The 4:3 screen makes more sense for doing actual work than the widescreen one. The Verge’s Vlad Savov thinks the same.
Sure, it’s easier to list what iBook G4 can do in 2019 than to name what it cannot — but that’s the entire point. You can browse the Internet, but you can’t procrastinate on YouTube your entire day; you can check your mail, but you’d be hard-pressed to use social media. The elusive middle ground between not being able to do some work and not feeling like you need to do it is here, running on a well-built, laconic hardware. It’s not aluminum PowerBook G4, but it’s nice enough.
Where’s the Nokia Booklet 4G, though?
But no matter how much we would like to see our gadgets work forever, it isn’t going to happen. I expect Evernote to stop working eventually and browser backports to be abandoned — it’s just something you have to keep in mind when talking about software and services. There is a sad tale of a devoted user who kept patching Dropbox client to work on PowerPC Macs but gave up as it kept being updated; “I don’t feel any strength to work with that problem”, they said after almost two years.

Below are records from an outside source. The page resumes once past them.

//! Equality, membership and type filters

use std::fmt;

use crate::filter::{Filter, FilterState};
use crate::value::{Value, ValueType};

/// Keeps values structurally equal to the expected one.
///
/// `Integer(1)` and `Float(1.0)` are not equal; use `Compare` for numeric
/// equality across types.
#[derive(Debug, Clone, PartialEq, Eq, Hash)]
pub struct EqualTo(pub Value);

impl Filter<Value> for EqualTo {
    fn filter(&self, value: &Value) -> FilterState {
        FilterState::from(*value == self.0)
    }
}

#[derive(Debug, Clone, PartialEq, Eq, Hash)]
pub struct NotEqualTo(pub Value);

impl Filter<Value> for NotEqualTo {
    fn filter(&self, value: &Value) -> FilterState {
        FilterState::from(*value != self.0)
    }
}

/// Keeps values found in a fixed set of members
#[derive(Debug, Clone, PartialEq, Eq, Hash)]
pub struct MemberOf {
    members: Vec<Value>,
}

impl MemberOf {
    pub fn new<I, V>(members: I) -> Self
    where
        I: IntoIterator<Item = V>,
        V: Into<Value>,
    {
        Self {
            members: distinct(members),
        }
    }

    pub fn members(&self) -> &[Value] {
        &self.members
    }

    pub fn contains(&self, value: &Value) -> bool {
        self.members.contains(value)
    }
}

impl Filter<Value> for MemberOf {
    fn filter(&self, value: &Value) -> FilterState {
        FilterState::from(self.contains(value))
    }
}

impl fmt::Display for MemberOf {
    fn fmt(&self, f: &mut fmt::Formatter<'_>) -> fmt::Result {
        write_members(f, &self.members)
    }
}

/// Keeps values whose runtime type is one of the given types
#[derive(Debug, Clone, PartialEq, Eq, Hash)]
pub struct InstanceOf {
    types: Vec<ValueType>,
}

impl InstanceOf {
    pub fn new(types: impl IntoIterator<Item = ValueType>) -> Self {
        let mut types: Vec<ValueType> = types.into_iter().collect();
        types.sort();
        types.dedup();
        Self { types }
    }

    pub fn types(&self) -> &[ValueType] {
        &self.types
    }
}

impl Filter<Value> for InstanceOf {
    fn filter(&self, value: &Value) -> FilterState {
        FilterState::from(self.types.contains(&value.value_type()))
    }
}

impl fmt::Display for InstanceOf {
    fn fmt(&self, f: &mut fmt::Formatter<'_>) -> fmt::Result {
        let names: Vec<&str> = self.types.iter().map(|t| t.name()).collect();
        write!(f, "{}", names.join(" or "))
    }
}

/// Collect members in order, dropping repeats
pub(crate) fn distinct<I, V>(members: I) -> Vec<Value>
where
    I: IntoIterator<Item = V>,
    V: Into<Value>,
{
    let mut out: Vec<Value> = Vec::new();
    for member in members {
        let member = member.into();
        if !out.contains(&member) {
            out.push(member);
        }
    }
    out
}

pub(crate) fn write_members(f: &mut fmt::Formatter<'_>, members: &[Value]) -> fmt::Result {
    write!(f, "{{")?;
    for (i, member) in members.iter().enumerate() {
        if i > 0 {
            write!(f, ", ")?;
        }
        write!(f, "{}", member)?;
    }
    write!(f, "}}")
}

The hardware degrades, too, not to mention it’s not really reasonable anymore to carry a 2.2 kg of plastic and silicon everywhere you might want to write. But what to replace it with: a 12-inch MacBook, an iPad Pro, or maybe a 13-inch MacBook Pro from 2015 – the last one with a decent keyboard?
Each of the options comes with its own weaknesses, but all of them, including the iOS device, are far more capable than their distant predecessor. A testament of technical progress it is, but when we are talking about distraction-free workstations, there is nothing on the market. That means this white, glossy notebook is left without a successor.
Take a look at it — and wait till someone releases a “feature notebook.”